Pretty soon Celera had filed patent applications on 6,500 whole or partial human genes. The company was well on its way in the process of patenting a great number of the very building blocks that make us human and the possible keys to beating diseases and infections ranging from HIV to the common cold. Celera wasn’t the only horse in the race however; patent trolls began filing DNA patents on a daily basis, based on publicly available data that was being released every night. Two other companies alone filed a further 6,300 patents each. Venter describes how “while my many critics were obsessed with the release of the Celera data, the publicly funded labs were heedlessly dumping sequences into public databases that the pharmaceutical companies were gleefully downloading nightly so they could file patents on them. This naïve policy… had precisely the opposite effect: Gene patents were filed sooner and faster, and almost all were based on government data, not Celera’s”.
Both Celera and the patent trolls had to duck for cover to escape the flack from all sides. All sides except the side of the banks that is. Celera’s stock price rapidly skyrocketed from $8 a share to $500 to share.
Things finally peaked when rumours surfaced that Celera was about to beat the HGP in the race to sequence the genome. Could it be possible that the whole genome was about to be reconstructed, only to be torn apart and patented bit by bit by one company? Wall Street went crazy, if this was true this would be the biggest, baddest, gamble in history and everyone wanted in. In the end President Clinton himself had to go on TV to tell everyone to calm down:
“in the strongest possible terms our genome, the book in which all human life is written, belongs to every member of the human race”

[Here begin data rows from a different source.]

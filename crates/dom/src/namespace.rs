//! Namespace resolution
//!
//! Bindings are never cached: every query walks the ancestor chain and
//! reads the `xmlns`/`xmlns:<prefix>` attributes as they are right now.

use crate::arena::DomArena;
use crate::error::{DomError, Result};
use crate::types::{NodeId, NodeType, XMLNS_NAMESPACE, XML_NAMESPACE};
use crate::utils::split_qualified_name;
use indexmap::IndexMap;

/// Prefix → URI bindings in scope; the default namespace uses the key `""`
pub type NamespaceScope = IndexMap<String, String>;

/// Check a `(namespaceURI, qualifiedName)` pair for namespaced creation
///
/// Returns the split `(prefix, local_name)`. An empty URI counts as none.
pub fn validate_qualified_name<'a>(
    namespace_uri: Option<&str>,
    qualified_name: &'a str,
) -> Result<(Option<&'a str>, &'a str)> {
    let namespace_uri = namespace_uri.filter(|uri| !uri.is_empty());
    let (prefix, local_name) = split_qualified_name(qualified_name);

    if local_name.is_empty() || prefix == Some("") {
        return Err(DomError::Namespace(format!(
            "malformed qualified name '{}'",
            qualified_name
        )));
    }

    let is_xmlns = qualified_name == "xmlns" || prefix == Some("xmlns");

    match (namespace_uri, prefix) {
        (None, Some(prefix)) => Err(DomError::Namespace(format!(
            "prefix '{}' without a namespace",
            prefix
        ))),
        (Some(uri), None) if !is_xmlns => Err(DomError::Namespace(format!(
            "namespace '{}' requires a prefixed name, got '{}'",
            uri, qualified_name
        ))),
        (uri, Some("xml")) if uri != Some(XML_NAMESPACE) => Err(DomError::Namespace(
            "prefix 'xml' is reserved for the XML namespace".to_string(),
        )),
        (uri, _) if is_xmlns && uri != Some(XMLNS_NAMESPACE) => Err(DomError::Namespace(
            "'xmlns' is reserved for the xmlns namespace".to_string(),
        )),
        (Some(XMLNS_NAMESPACE), _) if !is_xmlns => Err(DomError::Namespace(
            "the xmlns namespace is reserved for 'xmlns' names".to_string(),
        )),
        _ => Ok((prefix, local_name)),
    }
}

impl DomArena {
    /// Namespace bindings visible from `node`, outermost declarations first
    pub fn ns(&self, node_id: NodeId) -> Result<NamespaceScope> {
        let mut chain = Vec::new();
        let mut current = Some(node_id);
        while let Some(id) = current {
            chain.push(id);
            current = self.get(id)?.parent_id;
        }

        let mut scope = NamespaceScope::new();
        for &id in chain.iter().rev() {
            let node = self.get(id)?;
            if !node.is_element() {
                continue;
            }
            for &attr_id in &node.attribute_ids {
                let attr = self.get(attr_id)?;
                let value = attr.data().unwrap_or_default().to_string();
                match split_qualified_name(&attr.node_name) {
                    (None, "xmlns") => {
                        scope.insert(String::new(), value);
                    }
                    (Some("xmlns"), prefix) => {
                        scope.insert(prefix.to_string(), value);
                    }
                    _ => {}
                }
            }
        }

        Ok(scope)
    }

    /// First prefix bound to `uri`, ignoring the default namespace
    pub fn lookup_prefix(&self, node_id: NodeId, uri: &str) -> Result<Option<String>> {
        Ok(self
            .ns(node_id)?
            .into_iter()
            .find(|(prefix, bound)| !prefix.is_empty() && bound == uri)
            .map(|(prefix, _)| prefix))
    }

    /// URI bound to `prefix` (`None` asks for the default namespace)
    pub fn lookup_namespace_uri(
        &self,
        node_id: NodeId,
        prefix: Option<&str>,
    ) -> Result<Option<String>> {
        match prefix {
            Some("xml") => return Ok(Some(XML_NAMESPACE.to_string())),
            Some("xmlns") => return Ok(Some(XMLNS_NAMESPACE.to_string())),
            _ => {}
        }

        Ok(self
            .ns(node_id)?
            .swap_remove(prefix.unwrap_or(""))
            .filter(|uri| !uri.is_empty()))
    }

    pub fn is_default_namespace(&self, node_id: NodeId, uri: Option<&str>) -> Result<bool> {
        let uri = uri.filter(|uri| !uri.is_empty());
        let default = self.lookup_namespace_uri(node_id, None)?;
        Ok(default.as_deref() == uri)
    }

    /// `prefix:local_name` for the first binding of `uri`
    ///
    /// No URI asks for the default namespace. `None` when nothing is bound.
    pub fn qualified_name(
        &self,
        node_id: NodeId,
        uri: Option<&str>,
        local_name: &str,
    ) -> Result<Option<String>> {
        let uri = uri.unwrap_or("");
        let scope = self.ns(node_id)?;

        let prefix = if uri.is_empty() {
            scope.get_key_value("").map(|(key, _)| key.as_str())
        } else {
            scope
                .iter()
                .find(|(_, bound)| bound.as_str() == uri)
                .map(|(key, _)| key.as_str())
        };

        Ok(prefix.map(|prefix| match prefix {
            "" => local_name.to_string(),
            prefix => format!("{}:{}", prefix, local_name),
        }))
    }

    /// Effective namespace of an element or attribute
    ///
    /// Uses the URI given at namespaced creation, otherwise resolves the
    /// prefix in scope. Unprefixed attributes have no namespace.
    pub fn namespace_uri(&self, node_id: NodeId) -> Result<Option<String>> {
        let node = self.get(node_id)?;
        if let Some(uri) = &node.namespace_uri {
            return Ok(Some(uri.clone()));
        }

        match (node.node_type, node.prefix()) {
            (NodeType::Attribute, None) if node.node_name == "xmlns" => {
                Ok(Some(XMLNS_NAMESPACE.to_string()))
            }
            (NodeType::Attribute, None) => Ok(None),
            (NodeType::Element | NodeType::Attribute, prefix) => {
                self.lookup_namespace_uri(node_id, prefix)
            }
            _ => Ok(None),
        }
    }
}

#[cfg(test)]
mod tests {
    use super::*;
    use crate::types::NodeInit;
    use indexmap::IndexMap;

    fn element(arena: &mut DomArena, name: &str, attrs: &[(&str, &str)]) -> NodeId {
        let map: IndexMap<String, String> = attrs
            .iter()
            .map(|(k, v)| (k.to_string(), v.to_string()))
            .collect();
        arena
            .create(NodeType::Element, name, NodeInit::Attributes(map))
            .unwrap()
    }

    #[test]
    fn test_scope_merges_ancestors() {
        let mut arena = DomArena::new();
        let root = element(&mut arena, "lab:root", &[("xmlns", "/spul"), ("xmlns:lab", "/lab")]);
        let test = element(&mut arena, "lab:test", &[("xmlns", "/default")]);
        arena.append(root, test).unwrap();

        let scope = arena.ns(test).unwrap();
        assert_eq!(scope.get("").map(String::as_str), Some("/default"));
        assert_eq!(scope.get("lab").map(String::as_str), Some("/lab"));

        assert!(arena.is_default_namespace(root, Some("/spul")).unwrap());
        assert!(!arena.is_default_namespace(test, Some("/spul")).unwrap());
        assert!(arena.is_default_namespace(test, Some("/default")).unwrap());

        assert_eq!(arena.lookup_prefix(root, "/lab").unwrap().as_deref(), Some("lab"));
        assert_eq!(arena.lookup_prefix(root, "/spul").unwrap(), None);
    }

    #[test]
    fn test_scope_is_live() {
        let mut arena = DomArena::new();
        let root = element(&mut arena, "root", &[("xmlns:a", "/a")]);
        let child = element(&mut arena, "child", &[]);
        assert!(arena.ns(child).unwrap().is_empty());

        arena.append(root, child).unwrap();
        assert_eq!(arena.lookup_namespace_uri(child, Some("a")).unwrap().as_deref(), Some("/a"));

        arena.release(child).unwrap();
        assert_eq!(arena.lookup_namespace_uri(child, Some("a")).unwrap(), None);
    }

    #[test]
    fn test_lookup_prefix_takes_first_declared() {
        let mut arena = DomArena::new();
        let root = element(&mut arena, "root", &[("xmlns:b", "/same"), ("xmlns:a", "/same")]);
        assert_eq!(arena.lookup_prefix(root, "/same").unwrap().as_deref(), Some("b"));
    }

    #[test]
    fn test_qualified_name() {
        let mut arena = DomArena::new();
        let root = element(&mut arena, "root", &[("xmlns", "/d"), ("xmlns:x", "/x")]);

        assert_eq!(arena.qualified_name(root, Some("/x"), "n").unwrap().as_deref(), Some("x:n"));
        assert_eq!(arena.qualified_name(root, Some("/d"), "n").unwrap().as_deref(), Some("n"));
        assert_eq!(arena.qualified_name(root, None, "n").unwrap().as_deref(), Some("n"));
        assert_eq!(arena.qualified_name(root, Some("/nope"), "n").unwrap(), None);
    }

    #[test]
    fn test_namespace_uri_resolution() {
        let mut arena = DomArena::new();
        let root = element(&mut arena, "root", &[("xmlns", "/spul"), ("xmlns:foo", "/foo")]);
        let child = element(&mut arena, "child", &[("foo", "bar"), ("foo:bar", "baz")]);
        arena.append(root, child).unwrap();

        let attrs = arena.attributes(child).unwrap().to_vec();
        assert_eq!(arena.namespace_uri(attrs[0]).unwrap(), None);
        assert_eq!(arena.namespace_uri(attrs[1]).unwrap().as_deref(), Some("/foo"));
        assert_eq!(arena.namespace_uri(child).unwrap().as_deref(), Some("/spul"));
    }

    #[test]
    fn test_validate_qualified_name() {
        assert!(validate_qualified_name(None, "foo:bar").is_err());
        assert!(validate_qualified_name(Some("/new"), "foo").is_err());
        assert!(validate_qualified_name(Some("/new"), "xml:foo").is_err());
        assert!(validate_qualified_name(Some("/new"), "xmlns").is_err());
        assert!(validate_qualified_name(None, "xmlns").is_err());
        assert!(validate_qualified_name(Some(XMLNS_NAMESPACE), "foo:bar").is_err());
        assert!(validate_qualified_name(None, ":bar").is_err());

        assert_eq!(validate_qualified_name(None, "node").unwrap(), (None, "node"));
        assert_eq!(
            validate_qualified_name(Some("/lab"), "lab:node").unwrap(),
            (Some("lab"), "node")
        );
        assert!(validate_qualified_name(Some(XML_NAMESPACE), "xml:g").is_ok());
        assert!(validate_qualified_name(Some(XMLNS_NAMESPACE), "xmlns").is_ok());
        assert!(validate_qualified_name(Some(XMLNS_NAMESPACE), "xmlns:p").is_ok());
    }
}
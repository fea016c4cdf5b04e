//! quick-xml driven tree construction
//!
//! XML mode relies on quick-xml's own well-formedness checks. HTML mode
//! relaxes them: void elements close themselves, an end tag closes every
//! element opened after its match, stray end tags are dropped, attributes
//! may be bare or unquoted and unknown entity references stay literal.

use crate::error::{LoadError, Result};
use crate::options::{LoadOptions, Syntax};
use dom::serializer::VOID_ELEMENTS;
use dom::{Document, DomArena, DomConfig, NameMatching, TreeBuilder, TreeSink};
use indexmap::IndexMap;
use quick_xml::events::{BytesStart, Event};
use quick_xml::Reader;
use std::borrow::Cow;
use std::str::from_utf8;
use tracing::{debug, trace};

/// Parses text and feeds the events to a [`TreeSink`]
#[derive(Debug, Clone, Default)]
pub struct Loader {
    options: LoadOptions,
}

impl Loader {
    pub fn new(options: LoadOptions) -> Self {
        Self { options }
    }

    pub fn options(&self) -> &LoadOptions {
        &self.options
    }

    fn is_html(&self) -> bool {
        self.options.syntax == Syntax::Html
    }

    /// Parse `source` into a new document of `arena`
    pub fn load_str(&self, arena: &mut DomArena, source: &str) -> Result<Document> {
        let mut builder = TreeBuilder::new(arena, self.options.base_uri.as_deref())?;
        self.load_into(&mut builder, source)?;
        Ok(builder.finish())
    }

    /// Parse `source` into any sink
    pub fn load_into<S: TreeSink>(&self, sink: &mut S, source: &str) -> Result<()> {
        let html = self.is_html();
        let mut reader = Reader::from_str(source);
        let config = reader.config_mut();
        config.trim_text(false);
        config.check_end_names = !html;
        config.allow_unmatched_ends = html;

        // open element names, HTML mode only
        let mut open: Vec<String> = Vec::new();

        loop {
            match reader.read_event()? {
                Event::Start(e) => {
                    let name = self.tag_name(&e)?;
                    sink.open_element(&name, self.attributes(&e)?)?;
                    if !html {
                        continue;
                    }
                    if is_void(&name) {
                        sink.close_element()?;
                    } else {
                        open.push(name);
                    }
                }
                Event::Empty(e) => {
                    let name = self.tag_name(&e)?;
                    sink.open_element(&name, self.attributes(&e)?)?;
                    sink.close_element()?;
                }
                Event::End(e) => {
                    if !html {
                        sink.close_element()?;
                        continue;
                    }
                    let name = from_utf8(e.name().into_inner())?;
                    match open.iter().rposition(|n| n.eq_ignore_ascii_case(name)) {
                        Some(pos) => {
                            for _ in pos..open.len() {
                                sink.close_element()?;
                            }
                            open.truncate(pos);
                        }
                        None => debug!("ignoring unmatched </{}>", name),
                    }
                }
                Event::Text(e) => {
                    let text = self.unescape(from_utf8(&e)?)?;
                    if !text.is_empty() {
                        sink.text(&text)?;
                    }
                }
                Event::CData(e) => sink.cdata(from_utf8(&e)?)?,
                Event::Comment(e) => sink.comment(from_utf8(&e)?)?,
                Event::Decl(_) => trace!("xml declaration consumed"),
                Event::PI(e) => {
                    let target = from_utf8(e.target())?;
                    let data = from_utf8(e.content())?;
                    sink.processing_instruction(target, data.trim())?;
                }
                Event::DocType(e) => {
                    let (name, public_id, system_id) = parse_doctype(from_utf8(&e)?);
                    sink.doctype(name, public_id, system_id)?;
                }
                Event::Eof => break,
            }
        }

        if !open.is_empty() {
            debug!("{} element(s) left open at end of input", open.len());
        }
        Ok(())
    }

    fn tag_name(&self, e: &BytesStart) -> Result<String> {
        let name = from_utf8(e.name().into_inner())?;
        if self.options.validate_tag_names && !is_valid_tag_name(name) {
            return Err(LoadError::InvalidToken(name.to_string()));
        }
        Ok(name.to_string())
    }

    /// Attributes in source order; in HTML mode the first duplicate wins
    fn attributes(&self, e: &BytesStart) -> Result<IndexMap<String, String>> {
        let html = self.is_html();
        let mut attributes = if html {
            e.html_attributes()
        } else {
            e.attributes()
        };

        let mut map = IndexMap::new();
        for attr in attributes.with_checks(!html) {
            let attr = attr?;
            let key = from_utf8(attr.key.as_ref())?;
            let value = self.unescape(from_utf8(&attr.value)?)?;
            map.entry(key.to_string())
                .or_insert_with(|| value.into_owned());
        }
        Ok(map)
    }

    fn unescape<'s>(&self, raw: &'s str) -> Result<Cow<'s, str>> {
        match self.options.syntax {
            Syntax::Xml => Ok(quick_xml::escape::unescape(raw)?),
            Syntax::Html => Ok(unescape_lenient(raw)),
        }
    }
}

/// Parse XML into a fresh arena with exact name matching
pub fn parse_xml(source: &str) -> Result<(DomArena, Document)> {
    let mut arena = DomArena::with_config(DomConfig {
        name_matching: NameMatching::Exact,
        ..DomConfig::default()
    });
    let doc = Loader::new(LoadOptions::xml()).load_str(&mut arena, source)?;
    Ok((arena, doc))
}

/// Parse HTML-ish markup into a fresh arena
pub fn parse_html(source: &str) -> Result<(DomArena, Document)> {
    let mut arena = DomArena::new();
    let doc = Loader::new(LoadOptions::html()).load_str(&mut arena, source)?;
    Ok((arena, doc))
}

fn is_void(name: &str) -> bool {
    VOID_ELEMENTS.iter().any(|v| v.eq_ignore_ascii_case(name))
}

fn is_valid_tag_name(name: &str) -> bool {
    let mut chars = name.chars();
    matches!(chars.next(), Some(c) if c.is_ascii_alphabetic())
        && chars.all(|c| c.is_ascii_alphanumeric() || matches!(c, ':' | '_' | '.' | '-'))
}

/// Resolve the references quick-xml knows, keep the rest as written
fn unescape_lenient(raw: &str) -> Cow<'_, str> {
    if !raw.contains('&') {
        return Cow::Borrowed(raw);
    }

    let mut out = String::with_capacity(raw.len());
    let mut rest = raw;
    while let Some(start) = rest.find('&') {
        out.push_str(&rest[..start]);
        let tail = &rest[start..];
        match tail.find(';') {
            Some(end) if end > 1 && !tail[1..end].contains(['&', '<', ' ']) => {
                let reference = &tail[..=end];
                match quick_xml::escape::unescape(reference) {
                    Ok(resolved) => out.push_str(&resolved),
                    Err(_) => out.push_str(reference),
                }
                rest = &tail[end + 1..];
            }
            _ => {
                out.push('&');
                rest = &tail[1..];
            }
        }
    }
    out.push_str(rest);

    Cow::Owned(out)
}

/// Next quoted literal: `(content, remainder)`
fn quoted(text: &str) -> Option<(&str, &str)> {
    let text = text.trim_start();
    let quote = text.chars().next().filter(|c| *c == '"' || *c == '\'')?;
    let body = &text[1..];
    let end = body.find(quote)?;
    Some((&body[..end], &body[end + 1..]))
}

/// Split a doctype body into `(name, publicId, systemId)`
///
/// Keywords are case-insensitive; `LOCAL` and unknown keywords give no ids.
fn parse_doctype(raw: &str) -> (&str, Option<&str>, Option<&str>) {
    let raw = raw.trim();
    let name_end = raw
        .find(|c: char| c.is_whitespace() || c == '[')
        .unwrap_or(raw.len());
    let name = &raw[..name_end];

    let rest = raw[name_end..].trim_start();
    let keyword_end = rest
        .find(|c: char| c.is_whitespace() || c == '"' || c == '\'')
        .unwrap_or(rest.len());
    let keyword = &rest[..keyword_end];
    let first = quoted(&rest[keyword_end..]);

    if keyword.eq_ignore_ascii_case("public") {
        let system_id = first.and_then(|(_, after)| quoted(after)).map(|(id, _)| id);
        (name, first.map(|(id, _)| id), system_id)
    } else if keyword.eq_ignore_ascii_case("system") {
        (name, None, first.map(|(id, _)| id))
    } else {
        (name, None, None)
    }
}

To sighs of relief from scientists and non-bankers everywhere Clinton asserted that no-one was going to patent the Genome. DNA was not for sale. Predictably enough, the bankers pulled out faster than a priest caught doing the bad thing. The Nasdaq experienced the second biggest crash in history losing a mammoth $50 Billion in 2 days on biotech stock alone. Celera tumbled from a listing of 47 to 142 on the New York Stock Exchange.